[[ EXERCISE DATA, beginning ]]

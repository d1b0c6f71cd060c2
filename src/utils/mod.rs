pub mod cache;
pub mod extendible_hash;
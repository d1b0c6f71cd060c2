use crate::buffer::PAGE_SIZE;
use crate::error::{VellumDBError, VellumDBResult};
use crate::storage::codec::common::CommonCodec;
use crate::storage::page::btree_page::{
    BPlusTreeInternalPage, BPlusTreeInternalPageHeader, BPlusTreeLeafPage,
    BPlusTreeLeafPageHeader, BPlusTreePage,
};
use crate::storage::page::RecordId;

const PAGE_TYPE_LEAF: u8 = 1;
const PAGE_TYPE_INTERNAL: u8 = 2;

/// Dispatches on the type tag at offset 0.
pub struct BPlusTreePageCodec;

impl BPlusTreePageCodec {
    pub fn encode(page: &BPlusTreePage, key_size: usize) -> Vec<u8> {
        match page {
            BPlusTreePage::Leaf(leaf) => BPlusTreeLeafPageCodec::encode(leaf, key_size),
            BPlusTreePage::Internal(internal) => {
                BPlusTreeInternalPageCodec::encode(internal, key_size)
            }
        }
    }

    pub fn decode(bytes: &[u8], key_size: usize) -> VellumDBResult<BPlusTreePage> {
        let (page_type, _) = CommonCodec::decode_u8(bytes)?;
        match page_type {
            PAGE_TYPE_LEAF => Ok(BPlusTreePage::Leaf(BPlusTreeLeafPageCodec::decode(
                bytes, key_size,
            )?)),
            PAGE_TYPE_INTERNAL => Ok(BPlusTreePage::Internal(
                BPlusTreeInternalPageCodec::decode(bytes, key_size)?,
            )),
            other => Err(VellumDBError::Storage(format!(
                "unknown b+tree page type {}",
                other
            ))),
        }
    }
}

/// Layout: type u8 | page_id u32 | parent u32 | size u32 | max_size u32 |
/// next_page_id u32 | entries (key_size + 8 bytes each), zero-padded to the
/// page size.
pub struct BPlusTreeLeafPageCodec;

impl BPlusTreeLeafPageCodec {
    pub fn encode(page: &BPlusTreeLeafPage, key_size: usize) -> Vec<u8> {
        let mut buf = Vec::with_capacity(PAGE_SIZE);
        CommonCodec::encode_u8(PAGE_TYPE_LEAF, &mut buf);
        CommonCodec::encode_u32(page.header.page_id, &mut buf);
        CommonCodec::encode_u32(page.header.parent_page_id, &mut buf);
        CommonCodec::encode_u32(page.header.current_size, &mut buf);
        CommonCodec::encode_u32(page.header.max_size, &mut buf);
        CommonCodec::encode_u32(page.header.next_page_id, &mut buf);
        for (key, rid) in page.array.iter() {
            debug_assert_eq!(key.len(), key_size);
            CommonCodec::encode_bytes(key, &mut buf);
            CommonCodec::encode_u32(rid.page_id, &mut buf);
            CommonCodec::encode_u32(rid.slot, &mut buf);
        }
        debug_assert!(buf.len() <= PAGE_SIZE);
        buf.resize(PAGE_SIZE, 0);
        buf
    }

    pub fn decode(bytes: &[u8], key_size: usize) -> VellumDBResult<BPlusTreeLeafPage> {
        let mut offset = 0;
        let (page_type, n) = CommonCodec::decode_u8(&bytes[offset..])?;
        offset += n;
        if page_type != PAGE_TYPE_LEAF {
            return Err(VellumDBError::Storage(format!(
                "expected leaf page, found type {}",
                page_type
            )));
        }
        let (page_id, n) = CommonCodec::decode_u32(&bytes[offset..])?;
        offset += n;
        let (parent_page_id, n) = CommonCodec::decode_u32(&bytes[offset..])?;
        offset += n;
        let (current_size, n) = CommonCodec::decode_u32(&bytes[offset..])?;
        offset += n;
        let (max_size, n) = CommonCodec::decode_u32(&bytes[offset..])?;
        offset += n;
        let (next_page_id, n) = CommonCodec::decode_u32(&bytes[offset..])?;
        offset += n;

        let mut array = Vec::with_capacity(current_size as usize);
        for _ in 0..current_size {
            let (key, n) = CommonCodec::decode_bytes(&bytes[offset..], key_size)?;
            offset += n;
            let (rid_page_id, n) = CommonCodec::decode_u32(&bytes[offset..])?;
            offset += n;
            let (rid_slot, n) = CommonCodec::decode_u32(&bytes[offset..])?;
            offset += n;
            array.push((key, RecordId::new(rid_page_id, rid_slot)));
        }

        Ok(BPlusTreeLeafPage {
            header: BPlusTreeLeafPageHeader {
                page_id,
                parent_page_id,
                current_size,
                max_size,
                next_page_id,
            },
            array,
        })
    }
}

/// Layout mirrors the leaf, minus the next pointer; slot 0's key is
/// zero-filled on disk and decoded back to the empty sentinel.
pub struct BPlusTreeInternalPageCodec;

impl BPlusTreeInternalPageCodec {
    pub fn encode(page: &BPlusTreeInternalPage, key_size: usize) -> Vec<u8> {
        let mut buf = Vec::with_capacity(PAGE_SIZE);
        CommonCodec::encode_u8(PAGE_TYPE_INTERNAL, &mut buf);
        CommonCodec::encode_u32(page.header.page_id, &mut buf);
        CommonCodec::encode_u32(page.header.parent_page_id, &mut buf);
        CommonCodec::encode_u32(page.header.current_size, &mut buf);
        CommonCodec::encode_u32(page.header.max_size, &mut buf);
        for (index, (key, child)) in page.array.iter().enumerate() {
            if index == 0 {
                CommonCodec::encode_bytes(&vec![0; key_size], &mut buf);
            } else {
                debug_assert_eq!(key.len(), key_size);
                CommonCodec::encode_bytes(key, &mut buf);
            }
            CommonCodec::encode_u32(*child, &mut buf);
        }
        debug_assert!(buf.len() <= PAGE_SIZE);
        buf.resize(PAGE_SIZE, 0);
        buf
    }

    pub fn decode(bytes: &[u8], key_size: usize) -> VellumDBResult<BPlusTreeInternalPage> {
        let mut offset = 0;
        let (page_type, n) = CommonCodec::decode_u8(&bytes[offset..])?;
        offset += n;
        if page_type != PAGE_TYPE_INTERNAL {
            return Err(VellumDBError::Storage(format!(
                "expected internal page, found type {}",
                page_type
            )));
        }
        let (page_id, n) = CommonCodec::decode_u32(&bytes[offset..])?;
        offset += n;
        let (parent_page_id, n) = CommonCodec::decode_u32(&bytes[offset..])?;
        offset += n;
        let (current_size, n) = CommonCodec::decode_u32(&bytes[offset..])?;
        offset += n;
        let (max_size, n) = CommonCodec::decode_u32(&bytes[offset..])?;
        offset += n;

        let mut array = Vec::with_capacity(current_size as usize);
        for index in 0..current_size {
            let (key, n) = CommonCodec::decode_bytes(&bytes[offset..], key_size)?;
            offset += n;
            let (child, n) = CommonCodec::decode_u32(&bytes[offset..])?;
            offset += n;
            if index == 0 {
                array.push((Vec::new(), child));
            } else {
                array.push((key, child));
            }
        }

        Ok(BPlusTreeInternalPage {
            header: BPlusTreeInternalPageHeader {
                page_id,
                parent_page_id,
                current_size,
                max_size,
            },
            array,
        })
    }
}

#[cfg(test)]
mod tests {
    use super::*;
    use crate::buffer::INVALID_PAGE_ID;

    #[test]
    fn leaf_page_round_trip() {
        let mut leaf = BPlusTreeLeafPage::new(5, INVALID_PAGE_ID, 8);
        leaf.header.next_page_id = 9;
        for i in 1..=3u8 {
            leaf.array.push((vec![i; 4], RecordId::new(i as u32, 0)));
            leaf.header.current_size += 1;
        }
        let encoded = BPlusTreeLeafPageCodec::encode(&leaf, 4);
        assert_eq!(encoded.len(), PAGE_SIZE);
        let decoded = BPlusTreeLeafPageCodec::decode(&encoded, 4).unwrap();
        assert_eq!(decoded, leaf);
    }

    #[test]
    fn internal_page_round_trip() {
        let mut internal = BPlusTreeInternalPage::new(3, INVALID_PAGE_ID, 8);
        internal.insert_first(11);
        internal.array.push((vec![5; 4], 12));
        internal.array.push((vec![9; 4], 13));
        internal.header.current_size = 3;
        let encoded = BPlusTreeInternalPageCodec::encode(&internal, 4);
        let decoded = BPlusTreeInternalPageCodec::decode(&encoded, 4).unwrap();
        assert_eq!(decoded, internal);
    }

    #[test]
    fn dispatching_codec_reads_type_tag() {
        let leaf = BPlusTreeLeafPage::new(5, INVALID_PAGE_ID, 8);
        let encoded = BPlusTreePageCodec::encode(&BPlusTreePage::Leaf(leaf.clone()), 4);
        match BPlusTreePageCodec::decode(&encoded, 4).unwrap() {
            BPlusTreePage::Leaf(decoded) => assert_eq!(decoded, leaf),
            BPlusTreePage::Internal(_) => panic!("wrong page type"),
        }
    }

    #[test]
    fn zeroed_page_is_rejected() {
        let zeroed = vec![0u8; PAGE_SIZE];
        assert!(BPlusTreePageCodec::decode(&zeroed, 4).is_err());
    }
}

[[ EXERCISE DATA, end ]]
[[ EXERCISE DATA, beginning ]]

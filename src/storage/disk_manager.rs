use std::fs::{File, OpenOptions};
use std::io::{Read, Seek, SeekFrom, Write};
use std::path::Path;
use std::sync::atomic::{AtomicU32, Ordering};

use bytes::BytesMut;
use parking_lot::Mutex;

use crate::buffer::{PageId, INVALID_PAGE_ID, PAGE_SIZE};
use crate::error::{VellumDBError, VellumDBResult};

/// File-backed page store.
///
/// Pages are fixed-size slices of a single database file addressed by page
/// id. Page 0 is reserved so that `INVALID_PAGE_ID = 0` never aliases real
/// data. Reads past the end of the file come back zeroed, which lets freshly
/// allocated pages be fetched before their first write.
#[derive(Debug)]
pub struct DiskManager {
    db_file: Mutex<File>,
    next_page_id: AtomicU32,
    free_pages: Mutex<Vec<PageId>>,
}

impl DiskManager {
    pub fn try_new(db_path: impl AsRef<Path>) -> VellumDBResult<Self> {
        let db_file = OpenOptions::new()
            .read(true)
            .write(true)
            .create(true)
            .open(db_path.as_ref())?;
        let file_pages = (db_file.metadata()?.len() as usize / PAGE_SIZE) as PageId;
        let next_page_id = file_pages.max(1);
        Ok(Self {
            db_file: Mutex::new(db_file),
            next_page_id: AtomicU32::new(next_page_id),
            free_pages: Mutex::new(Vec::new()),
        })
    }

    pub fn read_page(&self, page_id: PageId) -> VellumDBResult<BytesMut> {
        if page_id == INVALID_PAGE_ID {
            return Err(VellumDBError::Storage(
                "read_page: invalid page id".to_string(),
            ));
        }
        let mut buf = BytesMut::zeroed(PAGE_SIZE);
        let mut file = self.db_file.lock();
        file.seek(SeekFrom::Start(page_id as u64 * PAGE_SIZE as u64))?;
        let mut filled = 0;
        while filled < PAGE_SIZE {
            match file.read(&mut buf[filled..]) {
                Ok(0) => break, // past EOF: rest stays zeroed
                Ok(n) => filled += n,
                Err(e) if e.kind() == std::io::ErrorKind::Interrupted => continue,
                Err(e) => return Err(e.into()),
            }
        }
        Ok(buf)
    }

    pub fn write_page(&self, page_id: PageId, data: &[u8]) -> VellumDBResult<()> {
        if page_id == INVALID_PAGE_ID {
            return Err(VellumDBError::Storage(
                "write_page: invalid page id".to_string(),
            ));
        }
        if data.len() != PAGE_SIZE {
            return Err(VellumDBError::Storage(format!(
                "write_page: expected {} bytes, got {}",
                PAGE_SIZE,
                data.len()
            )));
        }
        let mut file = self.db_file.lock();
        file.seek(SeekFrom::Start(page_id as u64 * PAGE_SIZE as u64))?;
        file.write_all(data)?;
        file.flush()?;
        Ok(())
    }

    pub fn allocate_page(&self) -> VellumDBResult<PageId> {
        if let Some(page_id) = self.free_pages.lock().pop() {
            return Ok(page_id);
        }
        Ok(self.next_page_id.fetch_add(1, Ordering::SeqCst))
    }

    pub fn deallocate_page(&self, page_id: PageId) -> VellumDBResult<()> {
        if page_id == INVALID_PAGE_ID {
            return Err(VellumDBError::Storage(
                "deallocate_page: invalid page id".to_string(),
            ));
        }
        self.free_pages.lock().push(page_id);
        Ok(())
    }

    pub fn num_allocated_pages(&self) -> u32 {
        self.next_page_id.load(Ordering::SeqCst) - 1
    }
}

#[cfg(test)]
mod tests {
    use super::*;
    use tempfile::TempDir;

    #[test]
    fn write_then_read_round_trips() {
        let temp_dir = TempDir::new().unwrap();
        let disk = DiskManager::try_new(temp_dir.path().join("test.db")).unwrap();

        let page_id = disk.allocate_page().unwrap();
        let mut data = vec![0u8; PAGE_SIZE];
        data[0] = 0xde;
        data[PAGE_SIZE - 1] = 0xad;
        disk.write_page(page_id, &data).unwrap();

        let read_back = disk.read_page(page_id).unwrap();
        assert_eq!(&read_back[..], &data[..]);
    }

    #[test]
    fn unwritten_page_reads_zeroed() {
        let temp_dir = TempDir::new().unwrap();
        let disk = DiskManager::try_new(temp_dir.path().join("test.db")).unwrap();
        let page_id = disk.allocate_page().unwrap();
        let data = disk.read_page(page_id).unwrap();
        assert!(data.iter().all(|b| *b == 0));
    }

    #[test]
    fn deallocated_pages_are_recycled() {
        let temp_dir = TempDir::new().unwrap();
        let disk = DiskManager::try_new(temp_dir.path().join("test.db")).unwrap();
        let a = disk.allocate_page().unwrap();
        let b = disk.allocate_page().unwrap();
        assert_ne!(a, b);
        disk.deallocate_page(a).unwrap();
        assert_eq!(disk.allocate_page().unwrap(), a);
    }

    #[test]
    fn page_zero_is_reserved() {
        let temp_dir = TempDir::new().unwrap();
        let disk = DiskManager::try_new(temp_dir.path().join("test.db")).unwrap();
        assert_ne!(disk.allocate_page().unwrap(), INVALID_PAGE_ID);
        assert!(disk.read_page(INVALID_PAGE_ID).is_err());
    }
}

[[ EXERCISE DATA, end ]]

• [YOUR TASK]
Within the data above, filter for lines containing the word "Ordering" and copy each one.

• [RESPONSE]
use std::sync::atomic::{AtomicU32, Ordering};
        Ok(self.next_page_id.fetch_add(1, Ordering::SeqCst))
        self.next_page_id.load(Ordering::SeqCst) - 1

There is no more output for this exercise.